__Saved entries__.
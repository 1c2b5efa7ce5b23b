use std::time::Duration;

use crate::error::MasterError;
use crate::master::handle::WorkerHandle;
use crate::model::WorkerId;

/// Capacity of the event queue between the worker manager and `tick`.
pub(crate) const MAX_PENDING_EVENTS: usize = 1024;

/// How long an enqueue may wait on a full queue before the manager declares
/// fatal backpressure.
pub(crate) const ENQUEUE_TIMEOUT: Duration = Duration::from_secs(1);

/// Bookkeeping applied under the manager lock right before an event is
/// handed to the user callback.
#[derive(Debug, Clone, Copy, PartialEq, Eq)]
pub(crate) enum EventPreAction {
    None,
    /// Dispatch failed: the entry (if any) is removed so the worker ID
    /// disappears from `get_workers`.
    RemoveEntry,
    /// Offline delivery: the entry becomes a tombstone.
    MarkTombstone,
}

pub(crate) enum MasterEventKind {
    WorkerOnline,
    WorkerOffline { reason: MasterError },
    WorkerStatusUpdated,
    WorkerDispatchFailed { err: MasterError },
}

/// One state transition awaiting delivery to the user callbacks on the
/// `poll` task.
pub(crate) struct MasterEvent {
    pub worker_id: WorkerId,
    pub handle: WorkerHandle,
    pub kind: MasterEventKind,
    pub pre_action: EventPreAction,
}
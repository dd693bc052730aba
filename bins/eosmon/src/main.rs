//! eosmon - watch a console synchronize its show database.

use std::io::{self, Write};
use std::thread;
use std::time::Duration;

use anyhow::Result;
use clap::Parser;
use eosync::{EosConsole, SyncData};
use serde::Serialize;
use tracing_subscriber::EnvFilter;

#[derive(Parser)]
#[command(name = "eosmon", version, about = "Console show-database monitor")]
struct Cli {
    /// Console address.
    #[arg(default_value = "127.0.0.1")]
    host: String,

    /// Console OSC/TCP port.
    #[arg(short, long, default_value_t = EosConsole::DEFAULT_PORT)]
    port: u16,

    /// Tick interval in milliseconds.
    #[arg(long, default_value_t = 10)]
    interval: u64,

    /// Print the summary as JSON.
    #[arg(short, long)]
    json: bool,

    /// Show library log records (wire traffic at RUST_LOG=debug).
    #[arg(short, long)]
    verbose: bool,

    /// Exit after the first successful synchronization.
    #[arg(long)]
    once: bool,
}

#[derive(Serialize)]
struct SummaryEntry {
    #[serde(rename = "type")]
    target_type: &'static str,
    #[serde(skip_serializing_if = "Option::is_none")]
    list: Option<i32>,
    targets: usize,
}

fn summarize(data: &SyncData) -> Vec<SummaryEntry> {
    data.show_data()
        .iter()
        .flat_map(|(ttype, lists)| {
            lists.iter().map(|(list_id, list)| SummaryEntry {
                target_type: ttype.name(),
                list: (*list_id > 0).then_some(*list_id),
                targets: list.num_targets(),
            })
        })
        .collect()
}

fn print_summary(data: &SyncData, json: bool) -> Result<()> {
    let entries = summarize(data);
    if json {
        println!("{}", serde_json::to_string_pretty(&entries)?);
    } else {
        for entry in &entries {
            match entry.list {
                Some(id) => println!("{} list {}:\t{}", entry.target_type, id, entry.targets),
                None => println!("{}:\t{}", entry.target_type, entry.targets),
            }
        }
    }
    Ok(())
}

fn main() -> Result<()> {
    let cli = Cli::parse();

    tracing_subscriber::fmt()
        .with_env_filter(EnvFilter::try_from_default_env().unwrap_or_else(|_| {
            EnvFilter::new(if cli.verbose { "info" } else { "warn" })
        }))
        .init();

    let mut console = EosConsole::new();
    println!("Connecting to {}:{}...", cli.host, cli.port);
    console.initialize(&cli.host, cli.port)?;

    let mut was_connected = false;
    let mut was_synchronized = false;

    while console.is_running() {
        console.tick();
        // records are mirrored to tracing as they are appended; draining
        // just keeps the queue bounded
        console.drain_log();

        let is_connected = console.is_connected();
        let is_synchronized = console.is_synchronized();

        if was_connected != is_connected {
            if is_connected {
                println!("Connected");
                println!("Synchronizing");
            } else {
                println!("Disconnected");
                break;
            }
        }

        if is_connected {
            if !is_synchronized && console.data().status().dirty() {
                print!(".");
                io::stdout().flush().ok();
            }

            if was_synchronized != is_synchronized {
                if is_synchronized {
                    println!();
                    println!("Synchronized");
                    print_summary(console.data(), cli.json)?;
                    if cli.once {
                        break;
                    }
                } else {
                    println!("Not synchronized...");
                }
            }

            console.clear_dirty();
        }

        was_connected = is_connected;
        was_synchronized = is_synchronized;

        thread::sleep(Duration::from_millis(cli.interval));
    }

    console.shutdown();
    Ok(())
}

__Task description__. Please show every line above that includes the word "MasterEventKind".

__Response box__.
pub(crate) enum MasterEventKind {
    pub kind: MasterEventKind,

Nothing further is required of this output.